- [To do] Starting at the line below holding "Byte offset of" and stopping at the line holding "pub mod cli;", print every line exactly, both ends included, and leave the rest out.

- [Material supplied]
____________

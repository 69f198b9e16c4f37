use crate::model::line::LineId;
use crate::model::outline::Outline;

use super::outline_parser::TAB;

/// Serialize the whole document: every line under the root, folded or not,
/// with `level - 1` leading tabs and a trailing `\n` per line.
pub fn serialize_outline(outline: &Outline) -> String {
    let mut out = String::new();
    for id in outline.descendants(outline.root()) {
        push_line(&mut out, outline.text(id), outline.level(id).saturating_sub(1));
        out.push('\n');
    }
    out
}

/// Serialize a list of lines relative to `base_level` (that level gets no tabs).
/// Lines are joined with `\n`, without a trailing newline.
pub fn serialize_lines(outline: &Outline, lines: &[LineId], base_level: usize) -> String {
    let mut out = String::new();
    for (i, &id) in lines.iter().enumerate() {
        if i > 0 {
            out.push('\n');
        }
        push_line(&mut out, outline.text(id), outline.level(id).saturating_sub(base_level));
    }
    out
}

fn push_line(out: &mut String, text: &str, tabs: usize) {
    for _ in 0..tabs {
        out.push(TAB);
    }
    out.push_str(text);
}
impl ActionLog {
    pub fn new() -> Self {
        Self::with_limit(UNDO_STACK_LIMIT)
    }

    pub fn with_limit(limit: usize) -> Self {
        ActionLog {
            undo: Vec::new(),
            redo: Vec::new(),
            chain: Vec::new(),
            depth: 0,
            limit: limit.max(1),
        }
    }

    pub fn start_chain(&mut self) {
        self.depth += 1;
    }

    /// Close a chain. Returns `true` when the outermost chain closed.
    pub fn end_chain(&mut self) -> bool {
        if self.depth == 0 {
            log::warn!("end_chain without a matching start_chain");
            return false;
        }
        self.depth -= 1;
        if self.depth > 0 {
            return false;
        }
        let chain = std::mem::take(&mut self.chain);
        self.commit(chain);
        true
    }

    pub fn in_chain(&self) -> bool {
        self.depth > 0
    }

    /// Apply `action` and record it.
    pub fn execute(&mut self, mut action: Action, state: &mut EditState) -> Result<(), ActionError> {
        mark_departures(&mut action, state);
        apply_forward(&action, state)?;
        self.record(action);
        Ok(())
    }

    /// Record an action whose effect is already in the state (text typed
    /// straight into a line). Clears the redo history.
    pub fn record(&mut self, action: Action) {
        self.redo.clear();
        if self.in_chain() {
            self.chain.push(action);
        } else {
            self.commit(vec![action]);
        }
    }

    /// Revert the most recent chain. `Ok(false)` when there is nothing to
    /// undo or a chain is still open.
    pub fn undo(&mut self, state: &mut EditState) -> Result<bool, ActionError> {
        if self.in_chain() {
            log::warn!("undo refused while a chain is open");
            return Ok(false);
        }
        let Some(chain) = self.undo.pop() else {
            return Ok(false);
        };
        for action in chain.iter().rev() {
            apply_inverse(action, state)?;
        }
        log::debug!("undo: reverted {} action(s)", chain.len());
        self.redo.push(chain);
        Ok(true)
    }

    /// Re-apply the most recently undone chain.
    pub fn redo(&mut self, state: &mut EditState) -> Result<bool, ActionError> {
        if self.in_chain() {
            log::warn!("redo refused while a chain is open");
            return Ok(false);
        }
        let Some(chain) = self.redo.pop() else {
            return Ok(false);
        };
        for action in &chain {
            apply_forward(action, state)?;
        }
        log::debug!("redo: reapplied {} action(s)", chain.len());
        self.undo.push(chain);
        Ok(true)
    }

    pub fn can_undo(&self) -> bool {
        !self.undo.is_empty()
    }

    pub fn can_redo(&self) -> bool {
        !self.redo.is_empty()
    }

    /// Number of undo steps held
    pub fn len(&self) -> usize {
        self.undo.len()
    }

    pub fn is_empty(&self) -> bool {
        self.undo.is_empty()
    }

    fn commit(&mut self, chain: Vec<Action>) {
        if chain.is_empty() {
            return;
        }
        log::debug!(
            "commit chain: {}",
            chain.iter().map(Action::kind).collect::<Vec<_>>().join(",")
        );
        self.undo.push(chain);
        if self.undo.len() > self.limit {
            self.undo.drain(..self.undo.len() - self.limit);
        }
    }
}

// ---------------------------------------------------------------------------
// Applying actions
// ---------------------------------------------------------------------------

fn structure(action: &'static str) -> impl Fn(OutlineError) -> ActionError {
    move |source| ActionError::Structure { action, source }
}

/// Detach the line expected at `at`.
fn take_from(state: &mut EditState, action: &'static str, line: LineId, at: Slot) -> Result<(), ActionError> {
    if state.outline.child(at.parent, at.index) != Some(line) {
        return Err(ActionError::Inconsistent {
            action,
            line,
            parent: at.parent,
            index: at.index,
        });
    }
    state
        .outline
        .remove(at.parent, line)
        .map_err(structure(action))?;
    Ok(())
}
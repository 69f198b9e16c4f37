use serde::Serialize;

use crate::model::line::LineId;
use crate::model::outline::Outline;
use crate::model::tag::TagIndex;
use crate::util::unicode::truncate_to_width;

// ---------------------------------------------------------------------------
// JSON output structs
// ---------------------------------------------------------------------------

#[derive(Serialize)]
pub struct LineJson {
    pub text: String,
    #[serde(skip_serializing_if = "Vec::is_empty")]
    pub tags: Vec<String>,
    #[serde(skip_serializing_if = "Vec::is_empty")]
    pub children: Vec<LineJson>,
}

#[derive(Serialize)]
pub struct OutlineJson {
    pub name: String,
    pub lines: Vec<LineJson>,
}

#[derive(Serialize)]
pub struct TagJson {
    pub name: String,
    pub pinned: bool,
    pub repeat: bool,
    pub active: Vec<String>,
    pub done: Vec<String>,
}

#[derive(Serialize)]
pub struct ApplyJson {
    pub events: usize,
    pub clipboard: Vec<String>,
    pub text: String,
}

// ---------------------------------------------------------------------------
// Conversions
// ---------------------------------------------------------------------------

pub fn line_to_json(outline: &Outline, line: LineId, depth: Option<usize>) -> LineJson {
    let children = match depth {
        Some(0) | Some(1) => Vec::new(),
        _ => outline
            .children(line)
            .iter()
            .map(|&child| line_to_json(outline, child, depth.map(|d| d - 1)))
            .collect(),
    };
    LineJson {
        text: outline.text(line).to_string(),
        tags: outline.line(line).tags().iter().cloned().collect(),
        children,
    }
}

pub fn outline_to_json(outline: &Outline, depth: Option<usize>) -> OutlineJson {
    let root = outline.root();
    OutlineJson {
        name: outline.text(root).to_string(),
        lines: outline
            .children(root)
            .iter()
            .map(|&line| line_to_json(outline, line, depth))
            .collect(),
    }
}

pub fn tags_to_json(index: &TagIndex, outline: &Outline) -> Vec<TagJson> {
    index
        .iter()
        .map(|(name, entry)| TagJson {
            name: name.to_string(),
            pinned: entry.pinned,
            repeat: entry.repeat,
            active: entry
                .active
                .iter()
                .map(|&id| outline.text(id).to_string())
                .collect(),
            done: entry
                .done
                .iter()
                .map(|&id| outline.text(id).to_string())
                .collect(),
        })
        .collect()
}

// ---------------------------------------------------------------------------
// Human-readable formatting
// ---------------------------------------------------------------------------

/// One row per line, two spaces per level, `+` marking lines with children.
pub fn format_outline(outline: &Outline, depth: Option<usize>, width: Option<usize>) -> Vec<String> {
    let mut rows = Vec::new();
    for line in outline.descendants(outline.root()) {
        let level = outline.level(line);
        if depth.is_some_and(|d| level > d) {
            continue;
        }
        let marker = if outline.count(line) > 0 { '+' } else { '-' };
        let row = format!("{}{} {}", "  ".repeat(level - 1), marker, outline.text(line));
        rows.push(match width {
            Some(w) => truncate_to_width(&row, w),
            None => row,
        });
    }
    rows
}

pub fn format_tag(name: &str, index: &TagIndex, outline: &Outline) -> Vec<String> {
    let Some(entry) = index.get(name) else {
        return Vec::new();
    };
    let mut flags = Vec::new();
    if entry.pinned {
        flags.push("pinned");
    }
    if entry.repeat {
        flags.push("repeat");
    }
    let header = if flags.is_empty() {
        format!("#{} ({})", name, entry.len())
    } else {
        format!("#{} ({}) [{}]", name, entry.len(), flags.join(", "))
    };
    let mut lines = vec![header];
    for &id in &entry.active {
        lines.push(format!("  [ ] {}", outline.text(id)));
    }
    for &id in &entry.done {
        lines.push(format!("  [x] {}", outline.text(id)));
    }
    lines
}
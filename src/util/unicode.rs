use unicode_segmentation::UnicodeSegmentation;
use unicode_width::UnicodeWidthStr;

/// Number of grapheme clusters; carets are counted in these units.
pub fn grapheme_len(s: &str) -> usize {
    s.graphemes(true).count()
}

/// Byte offset of caret position `caret`, clamped to the end of `s`.
pub fn caret_to_byte(s: &str, caret: usize) -> usize {
    s.grapheme_indices(true)
        .nth(caret)
        .map(|(i, _)| i)
        .unwrap_or(s.len())
}

/// Split `s` at a caret position.
pub fn split_at_caret(s: &str, caret: usize) -> (&str, &str) {
    s.split_at(caret_to_byte(s, caret))
}

/// Insert `text` at `caret`. Returns the new string and the caret after the
/// inserted text.
pub fn insert_at_caret(s: &str, caret: usize, text: &str) -> (String, usize) {
    let (before, after) = split_at_caret(s, caret);
    let caret = grapheme_len(before) + grapheme_len(text);
    (format!("{}{}{}", before, text, after), caret)
}

/// Text fit for a single outline line: line breaks removed, leading tabs
/// trimmed.
pub fn single_line(s: &str) -> String {
    s.trim_start_matches('\t')
        .chars()
        .filter(|&c| c != '\n' && c != '\r')
        .collect()
}

/// Display width in terminal cells. Tabs count as 4 cells.
pub fn display_width(s: &str) -> usize {
    s.split('\t')
        .enumerate()
        .map(|(i, part)| {
            let w = UnicodeWidthStr::width(part);
            if i > 0 { w + 4 } else { w }
        })
        .sum()
}

/// Truncate a string to fit within `max_cells` terminal cells, appending `…` if truncated.
pub fn truncate_to_width(s: &str, max_cells: usize) -> String {
    if max_cells == 0 {
        return String::new();
    }
    if display_width(s) <= max_cells {
        return s.to_string();
    }
    if max_cells <= 1 {
        return "\u{2026}".to_string();
    }
    let budget = max_cells - 1;
    let mut width = 0;
    let mut result = String::new();
    for grapheme in s.graphemes(true) {
        let gw = display_width(grapheme);
        if width + gw > budget {
            break;
        }
        width += gw;
        result.push_str(grapheme);
    }
    result.push('\u{2026}');
    result
}
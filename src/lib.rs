//! Outliner core: a tree of tab-indented lines with transactional undo,
//! a tag index, and a small CLI over the persisted text format.

pub mod cli;
pub mod editor;
pub mod io;
pub mod model;
pub mod ops;
pub mod parse;
pub mod util;
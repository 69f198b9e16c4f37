mod apply;
pub use apply::cmd_apply;

use std::path::Path;

use crate::cli::commands::*;
use crate::cli::output::*;
use crate::editor::Document;
use crate::io::config_io;
use crate::io::document_io;
use crate::model::config::EditorConfig;

// ---------------------------------------------------------------------------
// Dispatch
// ---------------------------------------------------------------------------

pub fn dispatch(cli: Cli) -> Result<(), Box<dyn std::error::Error>> {
    let json = cli.json;
    let config = load_config(cli.config.as_deref())?;

    match cli.command {
        Commands::Show(args) => cmd_show(args, &config, json),
        Commands::Tags(args) => cmd_tags(args, &config, json),
        Commands::Fmt(args) => cmd_fmt(args, &config),
        Commands::Apply(args) => cmd_apply(args, config, json),
    }
}

fn load_config(path: Option<&Path>) -> Result<EditorConfig, Box<dyn std::error::Error>> {
    let path = match path {
        Some(path) => path.to_path_buf(),
        None => match config_io::default_config_path() {
            Some(path) => path,
            None => return Ok(EditorConfig::default()),
        },
    };
    Ok(config_io::read_config(&path)?)
}

fn load(path: &Path, config: &EditorConfig) -> Result<Document, Box<dyn std::error::Error>> {
    Ok(document_io::load_document(path, config.clone())?)
}

// ---------------------------------------------------------------------------
// Read commands
// ---------------------------------------------------------------------------

fn cmd_show(args: ShowArgs, config: &EditorConfig, json: bool) -> Result<(), Box<dyn std::error::Error>> {
    let doc = load(&args.file, config)?;
    if json {
        let out = outline_to_json(doc.outline(), args.depth);
        println!("{}", serde_json::to_string_pretty(&out)?);
    } else {
        for row in format_outline(doc.outline(), args.depth, args.width) {
            println!("{}", row);
        }
    }
    Ok(())
}

fn cmd_tags(args: TagsArgs, config: &EditorConfig, json: bool) -> Result<(), Box<dyn std::error::Error>> {
    let doc = load(&args.file, config)?;
    let names: Vec<String> = match &args.tag {
        Some(tag) => {
            if doc.tags().get(tag).is_none() {
                return Err(format!("tag not found: #{}", tag).into());
            }
            vec![tag.clone()]
        }
        None => doc.tags().tags().map(str::to_string).collect(),
    };

    if json {
        let tags: Vec<TagJson> = tags_to_json(doc.tags(), doc.outline())
            .into_iter()
            .filter(|t| names.contains(&t.name))
            .collect();
        println!("{}", serde_json::to_string_pretty(&tags)?);
    } else {
        for name in &names {
            for line in format_tag(name, doc.tags(), doc.outline()) {
                println!("{}", line);
            }
        }
    }
    Ok(())
}

// ---------------------------------------------------------------------------
// Write commands
// ---------------------------------------------------------------------------

fn cmd_fmt(args: FmtArgs, config: &EditorConfig) -> Result<(), Box<dyn std::error::Error>> {
    let original = std::fs::read_to_string(&args.file)
        .map_err(|e| format!("could not read {}: {}", args.file.display(), e))?;
    let doc = Document::from_text(
        &original,
        &document_io::document_name(&args.file),
        config.clone(),
    );
    let normalized = doc.to_text();
    if normalized == original {
        return Ok(());
    }
    if args.check {
        return Err(format!("{} is not normalized", args.file.display()).into());
    }
    document_io::atomic_write(&args.file, normalized.as_bytes())?;
    println!("formatted {}", args.file.display());
    Ok(())
}
pub mod config_io;
pub mod document_io;
pub mod tag_state;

____________

- [Finished task]
/// Byte offset of caret position `caret`, clamped to the end of `s`.
pub fn caret_to_byte(s: &str, caret: usize) -> usize {
    s.grapheme_indices(true)
        .nth(caret)
        .map(|(i, _)| i)
        .unwrap_or(s.len())
}

/// Split `s` at a caret position.
pub fn split_at_caret(s: &str, caret: usize) -> (&str, &str) {
    s.split_at(caret_to_byte(s, caret))
}

/// Insert `text` at `caret`. Returns the new string and the caret after the
/// inserted text.
pub fn insert_at_caret(s: &str, caret: usize, text: &str) -> (String, usize) {
    let (before, after) = split_at_caret(s, caret);
    let caret = grapheme_len(before) + grapheme_len(text);
    (format!("{}{}{}", before, text, after), caret)
}

/// Text fit for a single outline line: line breaks removed, leading tabs
/// trimmed.
pub fn single_line(s: &str) -> String {
    s.trim_start_matches('\t')
        .chars()
        .filter(|&c| c != '\n' && c != '\r')
        .collect()
}

/// Display width in terminal cells. Tabs count as 4 cells.
pub fn display_width(s: &str) -> usize {
    s.split('\t')
        .enumerate()
        .map(|(i, part)| {
            let w = UnicodeWidthStr::width(part);
            if i > 0 { w + 4 } else { w }
        })
        .sum()
}

/// Truncate a string to fit within `max_cells` terminal cells, appending `…` if truncated.
pub fn truncate_to_width(s: &str, max_cells: usize) -> String {
    if max_cells == 0 {
        return String::new();
    }
    if display_width(s) <= max_cells {
        return s.to_string();
    }
    if max_cells <= 1 {
        return "\u{2026}".to_string();
    }
    let budget = max_cells - 1;
    let mut width = 0;
    let mut result = String::new();
    for grapheme in s.graphemes(true) {
        let gw = display_width(grapheme);
        if width + gw > budget {
            break;
        }
        width += gw;
        result.push_str(grapheme);
    }
    result.push('\u{2026}');
    result
}
filename src/lib.rs
//! Outliner core: a tree of tab-indented lines with transactional undo,
//! a tag index, and a small CLI over the persisted text format.

pub mod cli;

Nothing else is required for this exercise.